The required lines are those that contain "epsilon"; pull them out of the data and copy them.
____
//! Kepler's equation
//!
//! Solvers for the three conic cases, each returning the anomaly triple the
//! propagator needs:
//!
//! - elliptic, `M = E - e sin E`, Newton-Raphson
//! - hyperbolic, `M = e sinh H - H`, Newton-Raphson
//! - parabolic, Barker's equation `M = D + D³/3` with `D = tan(ν/2)`, closed form
//!
//! The iterative solvers never return an under-converged value: running out of
//! iterations is a [`OrreryError::Convergence`].

use std::f64::consts::PI;

use serde::{Deserialize, Serialize};

use crate::constants::TAU;
use crate::errors::{OrreryError, Result};

/// Solver settings
#[derive(Debug, Clone, Copy, PartialEq, Serialize, Deserialize)]
#[serde(default)]
pub struct KeplerConfig {
    /// Largest accepted |residual| of Kepler's equation, radians
    pub tolerance: f64,
    /// Newton steps allowed before giving up
    pub max_iterations: usize,
}

impl Default for KeplerConfig {
    fn default() -> Self {
        Self {
            tolerance: 1e-10,
            max_iterations: 30,
        }
    }
}

impl KeplerConfig {
    pub fn new() -> Self {
        Self::default()
    }

    pub fn with_tolerance(mut self, tolerance: f64) -> Self {
        self.tolerance = tolerance;
        self
    }

    pub fn with_max_iterations(mut self, max_iterations: usize) -> Self {
        self.max_iterations = max_iterations;
        self
    }
}

/// Solution of Kepler's equation for one instant
#[derive(Debug, Clone, Copy, PartialEq)]
pub struct Anomalies {
    /// E (elliptic), H (hyperbolic) or D = tan(ν/2) (parabolic)
    pub eccentric_anomaly: f64,
    pub true_anomaly: f64,
    /// Distance from the focus in units of the orbit's length scale
    pub radius: f64,
}

/// Newton-Raphson over `f(x) = 0`, stopping when |f| < tolerance
fn newton<F, D>(
    mut x: f64,
    f: F,
    df: D,
    tolerance: f64,
    config: &KeplerConfig,
    eccentricity: f64,
    mean_anomaly: f64,
) -> Result<f64>
where
    F: Fn(f64) -> f64,
    D: Fn(f64) -> f64,
{
    let mut residual = f(x);
    for _ in 0..config.max_iterations {
        if residual.abs() < tolerance {
            return Ok(x);
        }
        x -= residual / df(x);
        residual = f(x);
    }
    if residual.abs() < tolerance {
        return Ok(x);
    }

    Err(OrreryError::Convergence {
        eccentricity,
        mean_anomaly,
        residual,
        iterations: config.max_iterations,
    })
}

/// Solve `M = E - e sin E` for `0 <= e < 1`.
///
/// E₀ = M when e < 0.8, otherwise π. The result differs from M by less than
/// 2π·k exactly as M itself does, so any revolution count in M is preserved.
pub fn solve_elliptic(mean_anomaly: f64, eccentricity: f64, config: &KeplerConfig) -> Result<f64> {
    let e = eccentricity;
    if !(0.0..1.0).contains(&e) {
        return Err(OrreryError::Domain(format!(
            "elliptic Kepler solver needs 0 <= e < 1, got e = {}",
            e
        )));
    }

    // Solve on [0, 2π) where the π start is guaranteed to converge
    let m = mean_anomaly.rem_euclid(TAU);
    let start = if e < 0.8 { m } else { PI };
    let ea = newton(
        start,
        |ea| m - (ea - e * ea.sin()),
        |ea| -(1.0 - e * ea.cos()),
        config.tolerance,
        config,
        e,
        mean_anomaly,
    )?;

    Ok(ea + (mean_anomaly - m))
}

/// Solve `M = e sinh H - H` for `e > 1`
pub fn solve_hyperbolic(mean_anomaly: f64, eccentricity: f64, config: &KeplerConfig) -> Result<f64> {
    let e = eccentricity;
    if e <= 1.0 || !e.is_finite() {
        return Err(OrreryError::Domain(format!(
            "hyperbolic Kepler solver needs e > 1, got e = {}",
            e
        )));
    }

    let m = mean_anomaly;
    let start = m.signum() * (2.0 * m.abs() / e + 1.8).ln();
    // sinh grows fast; judge the residual relative to the size of M
    let tolerance = config.tolerance * m.abs().max(1.0);
    newton(
        start,
        |h| e * h.sinh() - h - m,
        |h| e * h.cosh() - 1.0,
        tolerance,
        config,
        e,
        m,
    )
}

/// Solve Barker's equation `M = D + D³/3`, returning D = tan(ν/2)
pub fn solve_parabolic(mean_anomaly: f64) -> f64 {
    // D is odd in M; solving for |M| avoids cancellation inside the cube root
    let m = mean_anomaly.abs();
    let y = (1.5 * m + (2.25 * m * m + 1.0).sqrt()).cbrt();
    mean_anomaly.signum() * (y - 1.0 / y)
}

/// Solve an elliptic orbit; radius in units of the semimajor axis
pub fn elliptic_anomalies(mean_anomaly: f64, e: f64, config: &KeplerConfig) -> Result<Anomalies> {
    let ea = solve_elliptic(mean_anomaly, e, config)?;
    let half = ea / 2.0;
    let nu = 2.0 * ((1.0 + e).sqrt() * half.sin()).atan2((1.0 - e).sqrt() * half.cos());
    Ok(Anomalies {
        eccentric_anomaly: ea,
        true_anomaly: nu.rem_euclid(TAU),
        radius: 1.0 - e * ea.cos(),
    })
}

/// Solve a hyperbolic orbit; radius in units of |a|
pub fn hyperbolic_anomalies(mean_anomaly: f64, e: f64, config: &KeplerConfig) -> Result<Anomalies> {
    let h = solve_hyperbolic(mean_anomaly, e, config)?;
    let nu = 2.0 * (((e + 1.0) / (e - 1.0)).sqrt() * (h / 2.0).tanh()).atan();
    Ok(Anomalies {
        eccentric_anomaly: h,
        true_anomaly: nu,
        radius: e * h.cosh() - 1.0,
    })
}

/// Solve a parabolic orbit; radius in units of the periapsis distance
pub fn parabolic_anomalies(mean_anomaly: f64) -> Anomalies {
    let d = solve_parabolic(mean_anomaly);
    Anomalies {
        eccentric_anomaly: d,
        true_anomaly: 2.0 * d.atan(),
        radius: 1.0 + d * d,
    }
}

#[cfg(test)]
mod tests {
    use super::*;
    use approx::assert_relative_eq;
    use rand::rngs::StdRng;
    use rand::{Rng, SeedableRng};
    use rstest::rstest;

    #[test]
    fn test_elliptic_residual_sweep() {
        let config = KeplerConfig::default();
        let mut rng = StdRng::seed_from_u64(42);
        for _ in 0..5000 {
            let e = rng.gen_range(0.0..0.99);
            let m = rng.gen_range(-20.0..20.0);
            let ea = solve_elliptic(m, e, &config).unwrap();
            assert!((m - (ea - e * ea.sin())).abs() < 1e-9, "e={} M={}", e, m);
        }
    }

    #[rstest]
    #[case(0.999, 1e-6)]
    #[case(0.999, 3.1)]
    #[case(0.95, 0.01)]
    #[case(0.0, 2.5)]
    fn test_elliptic_hard_cases(#[case] e: f64, #[case] m: f64) {
        let ea = solve_elliptic(m, e, &KeplerConfig::default()).unwrap();
        assert!((m - (ea - e * ea.sin())).abs() < 1e-9);
    }

    #[test]
    fn test_circular_is_identity() {
        let ea = solve_elliptic(1.234, 0.0, &KeplerConfig::default()).unwrap();
        assert_relative_eq!(ea, 1.234, epsilon = 1e-12);
        let anomalies = elliptic_anomalies(1.234, 0.0, &KeplerConfig::default()).unwrap();
        assert_relative_eq!(anomalies.true_anomaly, 1.234, epsilon = 1e-12);
        assert_relative_eq!(anomalies.radius, 1.0);
    }

    #[rstest]
    #[case(1.0)]
    #[case(1.5)]
    #[case(-0.1)]
    fn test_elliptic_domain(#[case] e: f64) {
        assert!(matches!(
            solve_elliptic(0.5, e, &KeplerConfig::default()),
            Err(OrreryError::Domain(_))
        ));
    }

    #[test]
    fn test_convergence_failure_is_reported() {
        let config = KeplerConfig::new().with_max_iterations(1);
        match solve_elliptic(0.001, 0.99, &config) {
            Err(OrreryError::Convergence {
                iterations,
                residual,
                ..
            }) => {
                assert_eq!(iterations, 1);
                assert!(residual.abs() >= config.tolerance);
            }
            other => panic!("expected convergence error, got {:?}", other),
        }
    }

    #[rstest]
    #[case(1.1, 0.01)]
    #[case(1.5, -3.0)]
    #[case(3.0, 250.0)]
    #[case(1.0001, 0.5)]
    fn test_hyperbolic(#[case] e: f64, #[case] m: f64) {
        let h = solve_hyperbolic(m, e, &KeplerConfig::default()).unwrap();
        assert_relative_eq!(e * h.sinh() - h, m, max_relative = 1e-9, epsilon = 1e-9);
    }

    #[test]
    fn test_hyperbolic_domain() {
        assert!(solve_hyperbolic(0.5, 0.5, &KeplerConfig::default()).is_err());
    }

    #[rstest]
    #[case(0.0)]
    #[case(0.3)]
    #[case(-12.0)]
    #[case(1.0e4)]
    fn test_barker(#[case] m: f64) {
        let d = solve_parabolic(m);
        assert_relative_eq!(d + d.powi(3) / 3.0, m, max_relative = 1e-9, epsilon = 1e-12);
    }

    #[test]
    fn test_true_anomaly_at_apsides() {
        let config = KeplerConfig::default();
        let peri = elliptic_anomalies(0.0, 0.5, &config).unwrap();
        assert_relative_eq!(peri.true_anomaly, 0.0, epsilon = 1e-12);
        assert_relative_eq!(peri.radius, 0.5, epsilon = 1e-12);

        let apo = elliptic_anomalies(PI, 0.5, &config).unwrap();
        assert_relative_eq!(apo.true_anomaly, PI, epsilon = 1e-9);
        assert_relative_eq!(apo.radius, 1.5, epsilon = 1e-12);

        let parabola = parabolic_anomalies(0.0);
        assert_relative_eq!(parabola.radius, 1.0);
    }
}
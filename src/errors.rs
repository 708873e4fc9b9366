//! Error types for the orrery crate
//!
//! Load-time problems are collected into a single [`ValidationError`] so a
//! hand-authored catalog can be fixed in one pass. Query-time problems are
//! returned as [`OrreryError`] values.

use std::fmt;
use thiserror::Error;

/// Malformed angle or date text
#[derive(Error, Debug, Clone, PartialEq)]
#[error("Invalid {what} '{text}': {reason}")]
pub struct FormatError {
    /// Kind of value being parsed ("HMS angle", "epoch", ...)
    pub what: &'static str,
    /// The offending input
    pub text: String,
    /// What was wrong with it
    pub reason: String,
}

impl FormatError {
    pub fn new(what: &'static str, text: &str, reason: impl Into<String>) -> Self {
        Self {
            what,
            text: text.to_string(),
            reason: reason.into(),
        }
    }
}

/// A single schema violation found while loading a catalog
#[derive(Debug, Clone, PartialEq)]
pub struct Violation {
    /// Record description, e.g. `body 'Earth'`
    pub record: String,
    /// Path of the offending field within the record, e.g. `orbit/@eccentricity`
    pub field: String,
    pub message: String,
}

impl Violation {
    pub fn new(record: impl Into<String>, field: impl Into<String>, message: impl Into<String>) -> Self {
        Self {
            record: record.into(),
            field: field.into(),
            message: message.into(),
        }
    }
}

impl fmt::Display for Violation {
    fn fmt(&self, f: &mut fmt::Formatter<'_>) -> fmt::Result {
        write!(f, "{} [{}]: {}", self.record, self.field, self.message)
    }
}

/// Every violation found in a catalog load
#[derive(Error, Debug, Clone, PartialEq)]
pub struct ValidationError {
    pub violations: Vec<Violation>,
}

impl ValidationError {
    /// True if any violation concerns the given record and field
    pub fn mentions(&self, record: &str, field: &str) -> bool {
        self.violations
            .iter()
            .any(|v| v.record.contains(record) && v.field == field)
    }
}

impl fmt::Display for ValidationError {
    fn fmt(&self, f: &mut fmt::Formatter<'_>) -> fmt::Result {
        write!(f, "Catalog rejected with {} violation(s)", self.violations.len())?;
        for violation in &self.violations {
            write!(f, "\n  - {}", violation)?;
        }
        Ok(())
    }
}

/// Main error type for the orrery library
#[derive(Error, Debug)]
pub enum OrreryError {
    #[error(transparent)]
    Format(#[from] FormatError),

    #[error(transparent)]
    Validation(#[from] ValidationError),

    /// Unresolved parent name or unknown query target
    #[error("Unresolved reference: {0}")]
    Reference(String),

    /// Following parent links revisited a body
    #[error("Parent cycle detected: {}", .chain.join(" -> "))]
    Cycle { chain: Vec<String> },

    /// Kepler solver exhausted its iteration budget
    #[error(
        "Kepler solver did not converge after {iterations} iterations \
         (e={eccentricity}, M={mean_anomaly}, residual={residual:e})"
    )]
    Convergence {
        eccentricity: f64,
        mean_anomaly: f64,
        residual: f64,
        iterations: usize,
    },

    /// Elements outside the domain of the requested computation
    #[error("Domain error: {0}")]
    Domain(String),

    /// Catalog document could not be read as XML or JSON
    #[error("Invalid catalog document {origin}: {message}")]
    Document { origin: String, message: String },

    #[error("I/O error: {0}")]
    Io(#[from] std::io::Error),
}

/// Result type for orrery operations
pub type Result<T> = std::result::Result<T, OrreryError>;

/// Report every problem found in one pass.
///
/// A lone problem keeps its own error; several are reported together as a
/// [`ValidationError`] built from their violations.
pub(crate) fn reject_all(problems: Vec<(OrreryError, Violation)>) -> Result<()> {
    let mut problems = problems.into_iter();
    match (problems.next(), problems.len()) {
        (None, _) => Ok(()),
        (Some((only, _)), 0) => Err(only),
        (Some((_, first)), _) => {
            let mut violations = vec![first];
            violations.extend(problems.map(|(_, violation)| violation));
            Err(ValidationError { violations }.into())
        }
    }
}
____
#### YOUR RESPONSE:
        assert_relative_eq!(ea, 1.234, epsilon = 1e-12);
        assert_relative_eq!(anomalies.true_anomaly, 1.234, epsilon = 1e-12);
        assert_relative_eq!(e * h.sinh() - h, m, max_relative = 1e-9, epsilon = 1e-9);
        assert_relative_eq!(d + d.powi(3) / 3.0, m, max_relative = 1e-9, epsilon = 1e-12);
        assert_relative_eq!(peri.true_anomaly, 0.0, epsilon = 1e-12);
        assert_relative_eq!(peri.radius, 0.5, epsilon = 1e-12);
        assert_relative_eq!(apo.true_anomaly, PI, epsilon = 1e-9);
        assert_relative_eq!(apo.radius, 1.5, epsilon = 1e-12);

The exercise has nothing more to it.